Most steps don’t need an LLM at all — and the ones that do operate on a focused input, not the whole conversation.

It’s not rigid: error handling, iteration, re-planning

S2: @FETCH_PAGE (url="https://api.internal/data") > $data ON_FAIL @RETRY(3)
S3: @EXEC_CODE (code="process($data)") > $result ON_FAIL GOTO S5
S4: @FETCH_PAGE (url="https://backup-api") > $data ON_FAIL TERMINATE ("All APIs offline")

A static analyzer runs before execution — undefined variables, unreachable steps, circular GOTOs, duplicate IDs — and if a plan is invalid, the kernel falls back to ReAct rather than crash.

The measured numbers (reproducible, not asserted)

We benchmarked LTP, ReAct, and Hybrid on the same kernel, same tools, same tasks, every LLM call pinned to one model, on a fixed suite of verifiable tasks. (Run it yourself — the harness and raw per-run JSON are linked from /benchmarks.)

Deterministic suite, 28 tasks, Claude Haiku:

LTP’s token count is strikingly flat (~2.5k) as the task deepens, because the LLM is called once to compile the plan, not once per step — the added depth is deterministic Python/tool execution, which costs no tokens. (It stays flat only while that holds: steps that are themselves LLM ops, or an ON_FAIL: RE-PLAN that re-compiles, do add calls.) ReAct’s cost, by contrast, scales with the number of turns. Two honest caveats from the same data:

1. The edge is model-dependent. On a weak model ReAct loops a lot, so LTP’s saving is largest (up to ~77% on harder tasks). On a strong model ReAct solves things in 2–3 turns and the gap narrows. Raw tokens aren’t the whole story — cost depends on prompt caching too.
2. LTP alone has a reliability tail. It nails compute and tool-routing, but stumbles when a step needs world knowledge it can’t derive (“reverse this string, then name that country’s capital”) or fiddly stateful manipulation. That’s exactly why Hybrid exists.

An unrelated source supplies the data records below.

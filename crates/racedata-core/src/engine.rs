use racedata_parser::{infer_numeric_columns, normalize};
use tracing::info;

use crate::config::EngineConfig;
use crate::drivers::{self, DriverAnalysis};
use crate::error::Result;
use crate::pits::{self, PitSettings, PitWindows};
use crate::resolver::ArtifactResolver;
use crate::results::{self, JoinMode, ResultsComparison};
use crate::sanitize::{frame_records, sanitize, Datum};
use crate::summary::{self, RaceSummary};
use crate::weather::{self, WeatherSummary};

/// Entry point for callers: one method per derivation, all reading fresh from disk.
///
/// Holds only configuration, so a single engine can serve any number of threads.
#[derive(Debug, Clone)]
pub struct RaceEngine {
    config: EngineConfig,
    resolver: ArtifactResolver,
}

impl RaceEngine {
    pub fn new(config: EngineConfig) -> Self {
        let resolver = ArtifactResolver::from_config(&config);
        Self { config, resolver }
    }

    pub fn config(&self) -> &EngineConfig {
        &self.config
    }

    pub fn tracks(&self) -> Result<Vec<String>> {
        self.resolver.list_tracks()
    }

    pub fn races(&self, track: &str) -> Result<Vec<String>> {
        self.resolver.list_races(track)
    }

    pub fn summary(&self, track: &str, race: &str) -> Result<RaceSummary> {
        summary::summarize(&self.resolver, track, race)
    }

    pub fn drivers(&self, track: &str, race: &str) -> Result<DriverAnalysis> {
        drivers::analyze(&self.resolver, track, race)
    }

    pub fn pit_windows(&self, track: &str, race: &str) -> Result<PitWindows> {
        let settings = PitSettings {
            threshold_ratio: self.config.pit_threshold_ratio,
            millis_threshold: self.config.millis_threshold,
        };
        pits::detect_pit_windows(&self.resolver, track, race, settings)
    }

    pub fn compare_results(
        &self,
        track: &str,
        race: &str,
        join: JoinMode,
    ) -> Result<ResultsComparison> {
        results::compare(&self.resolver, track, race, join)
    }

    pub fn weather(&self, track: &str, race: &str) -> Result<WeatherSummary> {
        weather::summarize_weather(&self.resolver, track, race)
    }

    /// A normalized artifact as sanitized row records, numeric columns typed as numbers.
    pub fn records(&self, track: &str, race: &str, pattern: &str) -> Result<Datum> {
        let (artifact, raw) = self.resolver.load(track, race, pattern)?;
        let typed = infer_numeric_columns(&normalize(raw)?)?;
        info!(
            track = %artifact.track,
            race = %artifact.race,
            pattern,
            rows = typed.height(),
            "artifact dumped as records"
        );
        Ok(sanitize(&frame_records(&typed)))
    }
}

Hybrid mode: LTP-first, with a verified fallback

In production you don’t choose manually. You run the kernel in Hybrid mode (mode="hybrid"), and it is result-driven, not a keyword guess:

1. Obviously exploratory/conversational goals (“help me debug…”, “not sure…”) → ReAct directly.
2. Everything else → try LTP first, then verify the result; if it’s inadequate, fall back to ReAct.

This makes Hybrid the only mode that stays at 100% across model tiers in our tests, while keeping most of LTP’s efficiency. The price is a small verification overhead and the occasional fallback — a deliberate trade for reliability.

Where it really pays off — deep agentic chains. On tasks that chain 5–6 sequential calls across memory and code, we measured Hybrid against standard LangGraph and CrewAI agents on the same tools: Hybrid was the cheapest 100%-reliable system on both Haiku and Sonnet — ~1.4–2.1× under the competitors on Haiku, widening to ~2.6–3.1× on Sonnet — because LTP compiles the whole chain once while ReAct-loop frameworks re-invoke the model at every step. The deeper the chain, the bigger the gap. (Full tables: /benchmarks.)

Design principles

1. Compile once, execute deterministically. The LLM writes the plan; Python runs it.
2. The LLM is a tool, not the pilot. @LLM_EXTRACT is a step like any other.
3. Data flows through variables, not context. $results is explicit.
4. Conditions are code, not prompts. ?IF ($rate > 5) is real comparison.
5. Simple stays simple, exploration stays adaptive. Don’t over-plan; @AGENT_SOLVE when you genuinely need to explore.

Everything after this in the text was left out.